____ MATERIAL FOR THE TASK

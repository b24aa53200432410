//! Expression trees.
//!
//! A [`Lambda`] is a function expression: an ordered list of declared
//! [`Param`]s and a body [`Expr`]. Trees are immutable values; every
//! transform builds a new tree. Each node carries (or can compute) its
//! result type so transforms never need to re-infer anything.

use std::fmt;
use std::sync::atomic::{AtomicU32, Ordering};

use serde::{Deserialize, Serialize};

use crate::ty::Ty;

static NEXT_PARAM_ID: AtomicU32 = AtomicU32::new(0);

/// Identity of a declared parameter.
///
/// Two parameters with the same name are still distinct unless they share
/// an id; references resolve by id, never by name.
#[derive(Copy, Clone, Debug, PartialEq, Eq, Hash, PartialOrd, Ord, Serialize, Deserialize)]
pub struct ParamId(pub u32);

impl ParamId {
    /// Allocate a process-unique id.
    pub fn fresh() -> Self {
        ParamId(NEXT_PARAM_ID.fetch_add(1, Ordering::Relaxed))
    }
}

/// A declared parameter: identity, display name and declared type.
#[derive(Clone, Debug, PartialEq, Eq, Hash, Serialize, Deserialize)]
pub struct Param {
    pub id: ParamId,
    pub name: String,
    pub ty: Ty,
}

impl Param {
    /// Declare a new parameter with a fresh identity.
    pub fn new(name: impl Into<String>, ty: Ty) -> Self {
        Param {
            id: ParamId::fresh(),
            name: name.into(),
            ty,
        }
    }
}

/// Constant leaf values.
#[derive(Clone, Debug, PartialEq, Eq, Hash, Serialize, Deserialize)]
pub enum Literal {
    Unit,
    /// The absent sentinel. Typed `Never` so it fits any slot.
    Null,
    Bool(bool),
    Int(i64),
    Str(String),
}

impl Literal {
    pub fn ty(&self) -> Ty {
        match self {
            Literal::Unit => Ty::unit(),
            Literal::Null => Ty::Never,
            Literal::Bool(_) => Ty::bool(),
            Literal::Int(_) => Ty::int(),
            Literal::Str(_) => Ty::string(),
        }
    }
}

impl fmt::Display for Literal {
    fn fmt(&self, f: &mut fmt::Formatter<'_>) -> fmt::Result {
        match self {
            Literal::Unit => write!(f, "()"),
            Literal::Null => write!(f, "null"),
            Literal::Bool(b) => write!(f, "{}", b),
            Literal::Int(n) => write!(f, "{}", n),
            Literal::Str(s) => write!(f, "{:?}", s),
        }
    }
}

#[derive(Copy, Clone, Debug, PartialEq, Eq, Hash, Serialize, Deserialize)]
pub enum BinOp {
    Add,
    Sub,
    Mul,
    Div,
    Rem,
    Eq,
    Ne,
    Lt,
    Le,
    Gt,
    Ge,
    And,
    Or,
    /// `lhs ?? rhs`: `lhs` unless it is null.
    Coalesce,
}

impl BinOp {
    pub fn symbol(self) -> &'static str {
        match self {
            BinOp::Add => "+",
            BinOp::Sub => "-",
            BinOp::Mul => "*",
            BinOp::Div => "/",
            BinOp::Rem => "%",
            BinOp::Eq => "==",
            BinOp::Ne => "!=",
            BinOp::Lt => "<",
            BinOp::Le => "<=",
            BinOp::Gt => ">",
            BinOp::Ge => ">=",
            BinOp::And => "&&",
            BinOp::Or => "||",
            BinOp::Coalesce => "??",
        }
    }

    fn result_ty(self, lhs: &Ty, rhs: &Ty) -> Ty {
        match self {
            BinOp::Add => {
                let string = Ty::string();
                if lhs.strip_option() == &string || rhs.strip_option() == &string {
                    string
                } else {
                    lhs.clone()
                }
            }
            BinOp::Sub | BinOp::Mul | BinOp::Div | BinOp::Rem => lhs.clone(),
            BinOp::Eq
            | BinOp::Ne
            | BinOp::Lt
            | BinOp::Le
            | BinOp::Gt
            | BinOp::Ge
            | BinOp::And
            | BinOp::Or => Ty::bool(),
            BinOp::Coalesce => {
                if *rhs == Ty::Never {
                    lhs.clone()
                } else {
                    rhs.clone()
                }
            }
        }
    }
}

#[derive(Copy, Clone, Debug, PartialEq, Eq, Hash, Serialize, Deserialize)]
pub enum UnaryOp {
    Not,
    Neg,
}

impl UnaryOp {
    pub fn symbol(self) -> &'static str {
        match self {
            UnaryOp::Not => "!",
            UnaryOp::Neg => "-",
        }
    }
}

/// Functions the evaluator knows natively.
#[derive(Copy, Clone, Debug, PartialEq, Eq, Hash, Serialize, Deserialize)]
pub enum Builtin {
    /// `to_string(x)`; null renders as the empty string.
    ToString,
    /// `len(s)` for strings (in chars) and lists.
    Len,
    /// `is_empty(list)`.
    IsEmpty,
    /// `any(list, predicate)`.
    Any,
}

impl Builtin {
    pub fn name(self) -> &'static str {
        match self {
            Builtin::ToString => "to_string",
            Builtin::Len => "len",
            Builtin::IsEmpty => "is_empty",
            Builtin::Any => "any",
        }
    }

    fn result_ty(self) -> Ty {
        match self {
            Builtin::ToString => Ty::string(),
            Builtin::Len => Ty::int(),
            Builtin::IsEmpty | Builtin::Any => Ty::bool(),
        }
    }
}

/// An expression node.
#[derive(Clone, Debug, PartialEq, Eq, Hash, Serialize, Deserialize)]
pub enum Expr {
    /// Reference to a declared parameter.
    Param(Param),
    Lit(Literal),
    /// `object.name`
    Member {
        object: Box<Expr>,
        name: String,
        ty: Ty,
    },
    Unary {
        op: UnaryOp,
        operand: Box<Expr>,
        ty: Ty,
    },
    Binary {
        op: BinOp,
        lhs: Box<Expr>,
        rhs: Box<Expr>,
        ty: Ty,
    },
    Call {
        func: Builtin,
        args: Vec<Expr>,
        ty: Ty,
    },
    If {
        cond: Box<Expr>,
        then_branch: Box<Expr>,
        else_branch: Box<Expr>,
        ty: Ty,
    },
    /// Record construction; fields are evaluated in the listed order.
    Construct {
        ty: Ty,
        fields: Vec<(String, Expr)>,
    },
    Tuple(Vec<Expr>),
    List {
        elem_ty: Ty,
        elements: Vec<Expr>,
    },
    /// A nested function expression.
    Lambda(Box<Lambda>),
    /// Call of a function-valued expression.
    Invoke {
        callee: Box<Expr>,
        args: Vec<Expr>,
        ty: Ty,
    },
}

impl Expr {
    pub fn param(param: &Param) -> Expr {
        Expr::Param(param.clone())
    }

    pub fn int(n: i64) -> Expr {
        Expr::Lit(Literal::Int(n))
    }

    pub fn str(s: impl Into<String>) -> Expr {
        Expr::Lit(Literal::Str(s.into()))
    }

    pub fn bool(b: bool) -> Expr {
        Expr::Lit(Literal::Bool(b))
    }

    pub fn null() -> Expr {
        Expr::Lit(Literal::Null)
    }

    /// Member access with an already-known member type. Use
    /// [`TypeRegistry::member_access`](crate::TypeRegistry::member_access)
    /// to resolve the type from the object's struct definition.
    pub fn member(object: Expr, name: impl Into<String>, ty: Ty) -> Expr {
        Expr::Member {
            object: Box::new(object),
            name: name.into(),
            ty,
        }
    }

    pub fn unary(op: UnaryOp, operand: Expr) -> Expr {
        let ty = match op {
            UnaryOp::Not => Ty::bool(),
            UnaryOp::Neg => operand.ty(),
        };
        Expr::Unary {
            op,
            operand: Box::new(operand),
            ty,
        }
    }

    pub fn binary(op: BinOp, lhs: Expr, rhs: Expr) -> Expr {
        let ty = op.result_ty(&lhs.ty(), &rhs.ty());
        Expr::Binary {
            op,
            lhs: Box::new(lhs),
            rhs: Box::new(rhs),
            ty,
        }
    }

    pub fn call(func: Builtin, args: Vec<Expr>) -> Expr {
        Expr::Call {
            func,
            args,
            ty: func.result_ty(),
        }
    }

    pub fn if_else(cond: Expr, then_branch: Expr, else_branch: Expr) -> Expr {
        let ty = match then_branch.ty() {
            Ty::Never => else_branch.ty(),
            ty => ty,
        };
        Expr::If {
            cond: Box::new(cond),
            then_branch: Box::new(then_branch),
            else_branch: Box::new(else_branch),
            ty,
        }
    }

    pub fn construct(ty: Ty, fields: Vec<(String, Expr)>) -> Expr {
        Expr::Construct { ty, fields }
    }

    pub fn tuple(elems: Vec<Expr>) -> Expr {
        Expr::Tuple(elems)
    }

    pub fn list(elem_ty: Ty, elements: Vec<Expr>) -> Expr {
        Expr::List { elem_ty, elements }
    }

    pub fn lambda(lambda: Lambda) -> Expr {
        Expr::Lambda(Box::new(lambda))
    }

    pub fn invoke(callee: Expr, args: Vec<Expr>) -> Expr {
        let ty = match callee.ty() {
            Ty::Fun(_, ret) => *ret,
            _ => Ty::Never,
        };
        Expr::Invoke {
            callee: Box::new(callee),
            args,
            ty,
        }
    }

    /// The static result type of this node.
    pub fn ty(&self) -> Ty {
        match self {
            Expr::Param(p) => p.ty.clone(),
            Expr::Lit(lit) => lit.ty(),
            Expr::Member { ty, .. }
            | Expr::Unary { ty, .. }
            | Expr::Binary { ty, .. }
            | Expr::Call { ty, .. }
            | Expr::If { ty, .. }
            | Expr::Construct { ty, .. }
            | Expr::Invoke { ty, .. } => ty.clone(),
            Expr::Tuple(elems) => Ty::Tuple(elems.iter().map(Expr::ty).collect()),
            Expr::List { elem_ty, .. } => Ty::list(elem_ty.clone()),
            Expr::Lambda(lambda) => lambda.ty(),
        }
    }
}

/// A function expression.
#[derive(Clone, Debug, PartialEq, Eq, Hash, Serialize, Deserialize)]
pub struct Lambda {
    pub params: Vec<Param>,
    pub body: Expr,
}

impl Lambda {
    pub fn new(params: Vec<Param>, body: Expr) -> Self {
        Lambda { params, body }
    }

    pub fn arity(&self) -> usize {
        self.params.len()
    }

    pub fn param_types(&self) -> Vec<Ty> {
        self.params.iter().map(|p| p.ty.clone()).collect()
    }

    pub fn ret_ty(&self) -> Ty {
        self.body.ty()
    }

    pub fn ty(&self) -> Ty {
        Ty::fun(self.param_types(), self.ret_ty())
    }
}

fn write_joined(f: &mut fmt::Formatter<'_>, exprs: &[Expr]) -> fmt::Result {
    for (i, e) in exprs.iter().enumerate() {
        if i > 0 {
            write!(f, ", ")?;
        }
        write!(f, "{}", e)?;
    }
    Ok(())
}

impl fmt::Display for Expr {
    fn fmt(&self, f: &mut fmt::Formatter<'_>) -> fmt::Result {
        match self {
            Expr::Param(p) => write!(f, "{}", p.name),
            Expr::Lit(lit) => write!(f, "{}", lit),
            Expr::Member { object, name, .. } => write!(f, "{}.{}", object, name),
            Expr::Unary { op, operand, .. } => write!(f, "{}{}", op.symbol(), operand),
            Expr::Binary { op, lhs, rhs, .. } => write!(f, "({} {} {})", lhs, op.symbol(), rhs),
            Expr::Call { func, args, .. } => {
                write!(f, "{}(", func.name())?;
                write_joined(f, args)?;
                write!(f, ")")
            }
            Expr::If {
                cond,
                then_branch,
                else_branch,
                ..
            } => write!(f, "if {} then {} else {}", cond, then_branch, else_branch),
            Expr::Construct { ty, fields } => {
                write!(f, "{} {{", ty)?;
                for (i, (name, value)) in fields.iter().enumerate() {
                    if i > 0 {
                        write!(f, ",")?;
                    }
                    write!(f, " {}: {}", name, value)?;
                }
                write!(f, " }}")
            }
            Expr::Tuple(elems) => {
                write!(f, "(")?;
                write_joined(f, elems)?;
                if elems.len() == 1 {
                    write!(f, ",")?;
                }
                write!(f, ")")
            }
            Expr::List { elements, .. } => {
                write!(f, "[")?;
                write_joined(f, elements)?;
                write!(f, "]")
            }
            Expr::Lambda(lambda) => write!(f, "({})", lambda),
            Expr::Invoke { callee, args, .. } => {
                write!(f, "{}(", callee)?;
                write_joined(f, args)?;
                write!(f, ")")
            }
        }
    }
}

impl fmt::Display for Lambda {
    fn fmt(&self, f: &mut fmt::Formatter<'_>) -> fmt::Result {
        write!(f, "|")?;
        for (i, p) in self.params.iter().enumerate() {
            if i > 0 {
                write!(f, ", ")?;
            }
            write!(f, "{}: {}", p.name, p.ty)?;
        }
        write!(f, "| {}", self.body)
    }
}

#[cfg(test)]
mod tests {
    use super::*;

    #[test]
    fn fresh_params_are_distinct() {
        let a = Param::new("x", Ty::int());
        let b = Param::new("x", Ty::int());
        assert_ne!(a.id, b.id);
        assert_ne!(a, b);
    }

    #[test]
    fn string_addition_is_string_typed() {
        let i = Param::new("i", Ty::int());
        let s = Param::new("s", Ty::string());
        let body = Expr::binary(BinOp::Add, Expr::param(&s), Expr::param(&i));
        assert_eq!(body.ty(), Ty::string());
        let lambda = Lambda::new(vec![i, s], body);
        assert_eq!(lambda.to_string(), "|i: Int, s: String| (s + i)");
        assert_eq!(lambda.ty().to_string(), "(Int, String) -> String");
    }

    #[test]
    fn comparison_and_coalesce_types() {
        let x = Param::new("x", Ty::option(Ty::int()));
        let eq = Expr::binary(BinOp::Eq, Expr::param(&x), Expr::int(1));
        assert_eq!(eq.ty(), Ty::bool());
        let co = Expr::binary(BinOp::Coalesce, Expr::param(&x), Expr::int(0));
        assert_eq!(co.ty(), Ty::int());
        let keep = Expr::binary(BinOp::Coalesce, Expr::param(&x), Expr::null());
        assert_eq!(keep.ty(), Ty::option(Ty::int()));
    }

    #[test]
    fn display_compound_nodes() {
        let p = Param::new("p", Ty::struct_ty("Point", vec![]));
        let x = Expr::member(Expr::param(&p), "x", Ty::int());
        let rec = Expr::construct(
            Ty::struct_ty("Point", vec![]),
            vec![("x".into(), Expr::unary(UnaryOp::Neg, x.clone())), ("y".into(), Expr::int(0))],
        );
        assert_eq!(rec.to_string(), "Point { x: -p.x, y: 0 }");
        assert_eq!(Expr::tuple(vec![x.clone()]).to_string(), "(p.x,)");
        let cond = Expr::if_else(Expr::bool(true), Expr::null(), Expr::str("a"));
        assert_eq!(cond.ty(), Ty::string());
        assert_eq!(cond.to_string(), "if true then null else \"a\"");
    }
}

________

■ **BRIEF**: Among the entries, count the lines that hold "crate". Reply with the count only.

■ **FINISHED TASK**: 2